Required work> Pull every line of the entries that has the word "back".

Stored items>
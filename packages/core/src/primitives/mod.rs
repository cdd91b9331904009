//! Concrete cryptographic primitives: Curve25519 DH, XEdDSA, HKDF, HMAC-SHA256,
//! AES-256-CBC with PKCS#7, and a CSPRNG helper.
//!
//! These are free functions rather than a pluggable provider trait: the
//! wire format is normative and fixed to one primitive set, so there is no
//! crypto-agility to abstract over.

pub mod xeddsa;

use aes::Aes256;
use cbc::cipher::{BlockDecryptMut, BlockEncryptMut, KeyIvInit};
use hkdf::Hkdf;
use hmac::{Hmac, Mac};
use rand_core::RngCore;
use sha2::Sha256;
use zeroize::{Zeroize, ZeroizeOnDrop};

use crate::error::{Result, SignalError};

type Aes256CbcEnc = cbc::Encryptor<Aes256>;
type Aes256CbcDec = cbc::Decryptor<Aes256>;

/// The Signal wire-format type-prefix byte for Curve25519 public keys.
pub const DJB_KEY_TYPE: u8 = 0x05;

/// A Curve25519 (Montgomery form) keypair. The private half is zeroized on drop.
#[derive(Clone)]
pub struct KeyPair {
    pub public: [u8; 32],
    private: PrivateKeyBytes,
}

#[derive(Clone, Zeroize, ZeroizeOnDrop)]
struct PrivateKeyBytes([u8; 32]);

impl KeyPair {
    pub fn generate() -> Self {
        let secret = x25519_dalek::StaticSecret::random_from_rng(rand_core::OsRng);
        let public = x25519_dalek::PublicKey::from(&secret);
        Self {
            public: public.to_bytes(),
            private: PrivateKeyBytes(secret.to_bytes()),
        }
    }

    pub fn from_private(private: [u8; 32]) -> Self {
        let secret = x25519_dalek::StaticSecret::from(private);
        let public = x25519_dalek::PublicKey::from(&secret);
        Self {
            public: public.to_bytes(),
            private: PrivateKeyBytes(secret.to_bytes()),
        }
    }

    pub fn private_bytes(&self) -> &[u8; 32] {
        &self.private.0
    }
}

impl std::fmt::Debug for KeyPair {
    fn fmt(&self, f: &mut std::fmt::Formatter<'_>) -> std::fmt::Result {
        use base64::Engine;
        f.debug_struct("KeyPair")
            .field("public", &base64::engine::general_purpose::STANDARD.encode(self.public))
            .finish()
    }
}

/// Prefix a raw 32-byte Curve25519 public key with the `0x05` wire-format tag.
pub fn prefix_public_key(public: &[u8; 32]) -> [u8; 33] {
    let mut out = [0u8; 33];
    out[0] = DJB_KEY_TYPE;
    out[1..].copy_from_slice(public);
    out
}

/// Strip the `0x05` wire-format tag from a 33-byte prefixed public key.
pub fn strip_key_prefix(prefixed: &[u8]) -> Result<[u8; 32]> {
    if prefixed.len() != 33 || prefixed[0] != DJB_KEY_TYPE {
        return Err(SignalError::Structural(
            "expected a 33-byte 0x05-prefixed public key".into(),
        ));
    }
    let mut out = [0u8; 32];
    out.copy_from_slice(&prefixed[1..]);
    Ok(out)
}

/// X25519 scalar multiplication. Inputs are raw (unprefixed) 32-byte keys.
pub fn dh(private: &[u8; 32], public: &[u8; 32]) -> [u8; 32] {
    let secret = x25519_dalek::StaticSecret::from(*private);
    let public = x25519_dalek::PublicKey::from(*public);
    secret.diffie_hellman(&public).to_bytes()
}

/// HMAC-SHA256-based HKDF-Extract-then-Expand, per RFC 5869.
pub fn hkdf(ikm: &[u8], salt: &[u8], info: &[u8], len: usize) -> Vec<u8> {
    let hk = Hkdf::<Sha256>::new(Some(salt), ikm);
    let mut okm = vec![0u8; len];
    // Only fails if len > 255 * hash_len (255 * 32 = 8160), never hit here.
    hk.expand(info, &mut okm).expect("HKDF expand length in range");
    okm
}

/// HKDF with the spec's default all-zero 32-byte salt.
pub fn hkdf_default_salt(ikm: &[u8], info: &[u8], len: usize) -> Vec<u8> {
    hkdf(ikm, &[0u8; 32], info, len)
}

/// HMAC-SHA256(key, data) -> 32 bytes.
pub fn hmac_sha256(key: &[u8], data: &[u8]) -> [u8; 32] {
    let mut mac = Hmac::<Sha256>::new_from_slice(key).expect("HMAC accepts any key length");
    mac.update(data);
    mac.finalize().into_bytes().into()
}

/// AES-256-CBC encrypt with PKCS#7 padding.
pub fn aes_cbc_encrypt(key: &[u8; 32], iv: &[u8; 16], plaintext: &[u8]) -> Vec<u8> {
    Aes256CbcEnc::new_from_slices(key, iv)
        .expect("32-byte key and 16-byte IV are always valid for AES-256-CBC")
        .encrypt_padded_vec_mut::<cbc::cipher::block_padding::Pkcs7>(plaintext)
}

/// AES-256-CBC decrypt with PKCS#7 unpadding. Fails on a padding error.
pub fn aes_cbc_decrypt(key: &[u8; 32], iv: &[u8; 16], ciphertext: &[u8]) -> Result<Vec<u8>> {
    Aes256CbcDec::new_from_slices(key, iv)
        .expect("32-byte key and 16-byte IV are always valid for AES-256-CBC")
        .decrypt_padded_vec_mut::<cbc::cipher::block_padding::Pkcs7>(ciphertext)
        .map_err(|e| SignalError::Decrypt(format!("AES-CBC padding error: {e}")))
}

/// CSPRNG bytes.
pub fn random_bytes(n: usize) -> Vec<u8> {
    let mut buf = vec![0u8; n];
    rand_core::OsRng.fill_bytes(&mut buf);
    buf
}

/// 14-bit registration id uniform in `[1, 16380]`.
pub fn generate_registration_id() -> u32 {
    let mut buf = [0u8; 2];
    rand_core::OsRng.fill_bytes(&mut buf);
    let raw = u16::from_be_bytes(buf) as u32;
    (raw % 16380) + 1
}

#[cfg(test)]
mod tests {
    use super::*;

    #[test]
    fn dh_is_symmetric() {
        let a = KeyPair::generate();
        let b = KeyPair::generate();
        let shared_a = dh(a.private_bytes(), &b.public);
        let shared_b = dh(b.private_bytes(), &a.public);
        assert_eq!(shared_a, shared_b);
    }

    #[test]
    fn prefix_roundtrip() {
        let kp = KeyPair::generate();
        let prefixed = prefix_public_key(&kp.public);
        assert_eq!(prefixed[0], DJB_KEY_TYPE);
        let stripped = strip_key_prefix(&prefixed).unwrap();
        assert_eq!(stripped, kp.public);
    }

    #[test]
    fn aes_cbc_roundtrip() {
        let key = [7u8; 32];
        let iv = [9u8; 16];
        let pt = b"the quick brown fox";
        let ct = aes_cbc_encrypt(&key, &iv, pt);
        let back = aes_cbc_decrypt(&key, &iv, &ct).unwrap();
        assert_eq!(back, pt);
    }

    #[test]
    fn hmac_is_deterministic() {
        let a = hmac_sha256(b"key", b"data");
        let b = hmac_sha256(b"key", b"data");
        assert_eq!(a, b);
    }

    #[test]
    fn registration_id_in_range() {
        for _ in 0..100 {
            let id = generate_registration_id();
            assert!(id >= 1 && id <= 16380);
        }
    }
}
==
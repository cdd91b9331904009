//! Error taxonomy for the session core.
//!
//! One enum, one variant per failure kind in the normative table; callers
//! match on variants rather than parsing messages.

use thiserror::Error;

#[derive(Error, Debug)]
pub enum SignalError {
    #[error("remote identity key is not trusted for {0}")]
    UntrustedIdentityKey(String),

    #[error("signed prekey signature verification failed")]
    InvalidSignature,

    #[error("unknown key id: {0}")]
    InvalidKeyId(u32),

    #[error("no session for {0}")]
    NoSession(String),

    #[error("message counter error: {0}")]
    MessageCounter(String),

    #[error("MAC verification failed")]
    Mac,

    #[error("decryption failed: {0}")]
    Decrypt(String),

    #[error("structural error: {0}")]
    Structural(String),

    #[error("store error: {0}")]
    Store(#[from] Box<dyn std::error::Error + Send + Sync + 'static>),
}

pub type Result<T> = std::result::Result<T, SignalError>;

Written response>
        let back = aes_cbc_decrypt(&key, &iv, &ct).unwrap();
        assert_eq!(back, pt);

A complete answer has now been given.